[Collected data entries]
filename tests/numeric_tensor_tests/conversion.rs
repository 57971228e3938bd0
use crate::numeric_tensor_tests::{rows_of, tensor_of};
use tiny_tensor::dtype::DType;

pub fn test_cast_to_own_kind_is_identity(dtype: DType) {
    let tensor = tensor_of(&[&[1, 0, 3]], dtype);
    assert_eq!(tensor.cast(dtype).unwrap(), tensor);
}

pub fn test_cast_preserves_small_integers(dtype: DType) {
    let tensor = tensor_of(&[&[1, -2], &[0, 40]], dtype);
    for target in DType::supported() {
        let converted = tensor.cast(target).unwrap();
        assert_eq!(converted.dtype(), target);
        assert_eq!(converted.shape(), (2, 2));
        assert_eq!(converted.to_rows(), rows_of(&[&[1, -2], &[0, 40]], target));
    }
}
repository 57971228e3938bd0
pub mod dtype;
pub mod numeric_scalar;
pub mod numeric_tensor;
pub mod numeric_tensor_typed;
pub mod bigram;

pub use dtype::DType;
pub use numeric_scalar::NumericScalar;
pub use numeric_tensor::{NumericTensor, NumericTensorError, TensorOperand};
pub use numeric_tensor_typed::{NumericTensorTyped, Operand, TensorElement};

==

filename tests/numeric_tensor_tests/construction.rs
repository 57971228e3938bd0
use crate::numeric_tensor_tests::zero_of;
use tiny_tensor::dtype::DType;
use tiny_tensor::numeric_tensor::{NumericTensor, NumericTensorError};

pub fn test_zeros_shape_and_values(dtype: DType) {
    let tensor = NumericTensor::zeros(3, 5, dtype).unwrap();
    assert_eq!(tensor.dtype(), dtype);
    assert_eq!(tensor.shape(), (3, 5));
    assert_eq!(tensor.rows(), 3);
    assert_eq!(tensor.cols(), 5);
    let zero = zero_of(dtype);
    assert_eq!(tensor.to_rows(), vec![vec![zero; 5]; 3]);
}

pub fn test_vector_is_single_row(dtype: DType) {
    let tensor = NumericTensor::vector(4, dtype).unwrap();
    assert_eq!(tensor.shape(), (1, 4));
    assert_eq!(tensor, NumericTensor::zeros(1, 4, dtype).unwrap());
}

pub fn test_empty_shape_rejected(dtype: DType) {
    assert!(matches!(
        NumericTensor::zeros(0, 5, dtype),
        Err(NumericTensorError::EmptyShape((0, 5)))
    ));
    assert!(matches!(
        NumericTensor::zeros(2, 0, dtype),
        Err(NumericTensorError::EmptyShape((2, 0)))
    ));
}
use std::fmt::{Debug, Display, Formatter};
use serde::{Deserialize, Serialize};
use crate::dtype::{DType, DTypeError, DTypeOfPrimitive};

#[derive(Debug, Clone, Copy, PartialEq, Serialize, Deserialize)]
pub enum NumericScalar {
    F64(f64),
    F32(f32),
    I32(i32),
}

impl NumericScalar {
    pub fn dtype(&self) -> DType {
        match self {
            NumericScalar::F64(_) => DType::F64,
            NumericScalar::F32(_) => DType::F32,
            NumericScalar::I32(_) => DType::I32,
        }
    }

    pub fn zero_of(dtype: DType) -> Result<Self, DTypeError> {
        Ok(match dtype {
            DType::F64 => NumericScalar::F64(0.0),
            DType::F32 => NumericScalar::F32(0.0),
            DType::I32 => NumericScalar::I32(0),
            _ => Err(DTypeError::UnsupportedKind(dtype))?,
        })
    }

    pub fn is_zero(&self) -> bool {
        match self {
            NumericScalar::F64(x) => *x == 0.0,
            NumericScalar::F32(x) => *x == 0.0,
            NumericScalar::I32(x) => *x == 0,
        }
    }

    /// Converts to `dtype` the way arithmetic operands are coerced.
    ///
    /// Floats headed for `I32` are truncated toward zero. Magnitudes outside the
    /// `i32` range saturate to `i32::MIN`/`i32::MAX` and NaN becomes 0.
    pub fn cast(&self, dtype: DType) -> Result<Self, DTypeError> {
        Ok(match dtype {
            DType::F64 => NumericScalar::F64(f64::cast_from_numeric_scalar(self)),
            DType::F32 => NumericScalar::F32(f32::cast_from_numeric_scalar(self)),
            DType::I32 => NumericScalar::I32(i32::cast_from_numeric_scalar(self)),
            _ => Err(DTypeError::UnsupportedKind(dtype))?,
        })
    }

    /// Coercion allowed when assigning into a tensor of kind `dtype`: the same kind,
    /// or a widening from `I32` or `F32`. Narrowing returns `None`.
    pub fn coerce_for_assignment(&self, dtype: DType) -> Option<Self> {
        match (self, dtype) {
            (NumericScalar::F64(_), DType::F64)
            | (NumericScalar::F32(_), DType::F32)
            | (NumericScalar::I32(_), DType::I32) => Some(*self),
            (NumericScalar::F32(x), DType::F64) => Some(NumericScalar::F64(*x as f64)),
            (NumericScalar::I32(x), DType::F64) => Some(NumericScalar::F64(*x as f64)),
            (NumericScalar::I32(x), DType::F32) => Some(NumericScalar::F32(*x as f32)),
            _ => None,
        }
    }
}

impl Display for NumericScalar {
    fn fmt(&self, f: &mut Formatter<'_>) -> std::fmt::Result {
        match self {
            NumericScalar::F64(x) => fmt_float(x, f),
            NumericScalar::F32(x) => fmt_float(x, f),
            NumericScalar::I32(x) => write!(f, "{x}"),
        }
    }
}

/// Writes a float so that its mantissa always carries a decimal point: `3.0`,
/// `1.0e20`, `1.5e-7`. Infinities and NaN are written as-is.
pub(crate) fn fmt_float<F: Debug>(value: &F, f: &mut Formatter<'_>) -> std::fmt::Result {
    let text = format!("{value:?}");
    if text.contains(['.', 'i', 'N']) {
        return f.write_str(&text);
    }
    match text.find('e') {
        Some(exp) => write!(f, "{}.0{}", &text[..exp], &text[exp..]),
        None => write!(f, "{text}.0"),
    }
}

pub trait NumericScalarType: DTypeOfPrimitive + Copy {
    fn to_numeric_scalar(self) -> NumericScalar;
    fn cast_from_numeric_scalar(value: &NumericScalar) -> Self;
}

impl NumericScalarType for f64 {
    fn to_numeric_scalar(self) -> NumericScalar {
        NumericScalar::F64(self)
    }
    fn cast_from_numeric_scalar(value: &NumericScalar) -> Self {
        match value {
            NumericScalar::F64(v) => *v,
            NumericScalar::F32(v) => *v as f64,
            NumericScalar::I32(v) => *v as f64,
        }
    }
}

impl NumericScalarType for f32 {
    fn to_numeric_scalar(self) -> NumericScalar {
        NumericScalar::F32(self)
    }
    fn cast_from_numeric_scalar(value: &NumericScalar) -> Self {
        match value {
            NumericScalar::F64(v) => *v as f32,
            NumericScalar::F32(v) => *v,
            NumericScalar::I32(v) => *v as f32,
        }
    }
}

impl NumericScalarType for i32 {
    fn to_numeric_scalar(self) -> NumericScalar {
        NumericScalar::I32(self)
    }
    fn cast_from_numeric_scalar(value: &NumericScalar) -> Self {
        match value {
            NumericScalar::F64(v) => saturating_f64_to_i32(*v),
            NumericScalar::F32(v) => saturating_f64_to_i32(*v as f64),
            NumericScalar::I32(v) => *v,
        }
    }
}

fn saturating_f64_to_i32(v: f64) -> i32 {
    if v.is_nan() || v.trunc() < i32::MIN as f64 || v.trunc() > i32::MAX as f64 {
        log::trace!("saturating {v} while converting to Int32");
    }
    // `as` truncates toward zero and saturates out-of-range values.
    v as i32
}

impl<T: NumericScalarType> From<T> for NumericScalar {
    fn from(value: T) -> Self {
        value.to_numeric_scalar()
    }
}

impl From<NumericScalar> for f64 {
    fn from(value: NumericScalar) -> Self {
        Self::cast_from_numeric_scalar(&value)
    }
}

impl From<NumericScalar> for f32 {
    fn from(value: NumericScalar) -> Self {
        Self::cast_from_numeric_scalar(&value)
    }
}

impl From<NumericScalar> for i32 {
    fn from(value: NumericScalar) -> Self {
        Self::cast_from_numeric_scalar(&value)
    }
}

...

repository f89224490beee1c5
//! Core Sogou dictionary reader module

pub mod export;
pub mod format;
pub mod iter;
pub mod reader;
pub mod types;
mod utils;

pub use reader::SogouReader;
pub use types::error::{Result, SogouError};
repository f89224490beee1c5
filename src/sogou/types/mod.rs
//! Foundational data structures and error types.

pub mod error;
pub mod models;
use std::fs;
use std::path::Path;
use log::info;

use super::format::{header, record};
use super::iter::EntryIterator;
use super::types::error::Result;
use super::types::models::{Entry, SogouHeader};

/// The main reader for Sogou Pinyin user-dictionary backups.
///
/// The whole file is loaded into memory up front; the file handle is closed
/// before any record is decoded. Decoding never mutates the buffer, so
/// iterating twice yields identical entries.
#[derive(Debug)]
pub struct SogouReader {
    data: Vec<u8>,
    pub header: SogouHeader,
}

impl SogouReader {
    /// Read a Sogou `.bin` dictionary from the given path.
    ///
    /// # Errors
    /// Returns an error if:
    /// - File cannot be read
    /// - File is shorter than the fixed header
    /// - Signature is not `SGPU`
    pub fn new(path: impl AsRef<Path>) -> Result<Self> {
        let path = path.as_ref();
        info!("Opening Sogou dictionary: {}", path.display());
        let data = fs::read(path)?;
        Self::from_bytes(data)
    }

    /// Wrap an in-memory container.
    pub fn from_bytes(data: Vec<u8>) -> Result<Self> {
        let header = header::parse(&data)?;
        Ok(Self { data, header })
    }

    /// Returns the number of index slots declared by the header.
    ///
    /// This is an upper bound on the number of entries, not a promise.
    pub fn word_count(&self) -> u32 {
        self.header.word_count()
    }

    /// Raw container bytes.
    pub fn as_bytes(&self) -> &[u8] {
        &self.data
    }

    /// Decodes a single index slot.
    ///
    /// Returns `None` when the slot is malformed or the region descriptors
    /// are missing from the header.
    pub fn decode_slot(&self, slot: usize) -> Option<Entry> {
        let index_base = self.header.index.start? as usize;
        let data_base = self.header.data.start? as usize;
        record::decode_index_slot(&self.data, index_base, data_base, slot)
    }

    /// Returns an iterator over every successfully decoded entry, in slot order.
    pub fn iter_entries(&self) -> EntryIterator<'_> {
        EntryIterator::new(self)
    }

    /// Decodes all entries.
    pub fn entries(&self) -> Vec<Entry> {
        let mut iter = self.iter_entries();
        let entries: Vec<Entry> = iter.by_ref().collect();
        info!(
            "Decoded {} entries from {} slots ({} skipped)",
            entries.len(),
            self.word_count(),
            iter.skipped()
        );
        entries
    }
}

**EXERCISE DETAILS**
Repeat exactly the lines above from the one with "filename tests/numeric_tensor_tests/conversion.rs" up to and including the one with "let converted = tensor.cast(target).unwrap();". No other line belongs in the reply.

**THE ANSWER**
filename tests/numeric_tensor_tests/conversion.rs
repository 57971228e3938bd0
use crate::numeric_tensor_tests::{rows_of, tensor_of};
use tiny_tensor::dtype::DType;

pub fn test_cast_to_own_kind_is_identity(dtype: DType) {
    let tensor = tensor_of(&[&[1, 0, 3]], dtype);
    assert_eq!(tensor.cast(dtype).unwrap(), tensor);
}

pub fn test_cast_preserves_small_integers(dtype: DType) {
    let tensor = tensor_of(&[&[1, -2], &[0, 40]], dtype);
    for target in DType::supported() {
        let converted = tensor.cast(target).unwrap();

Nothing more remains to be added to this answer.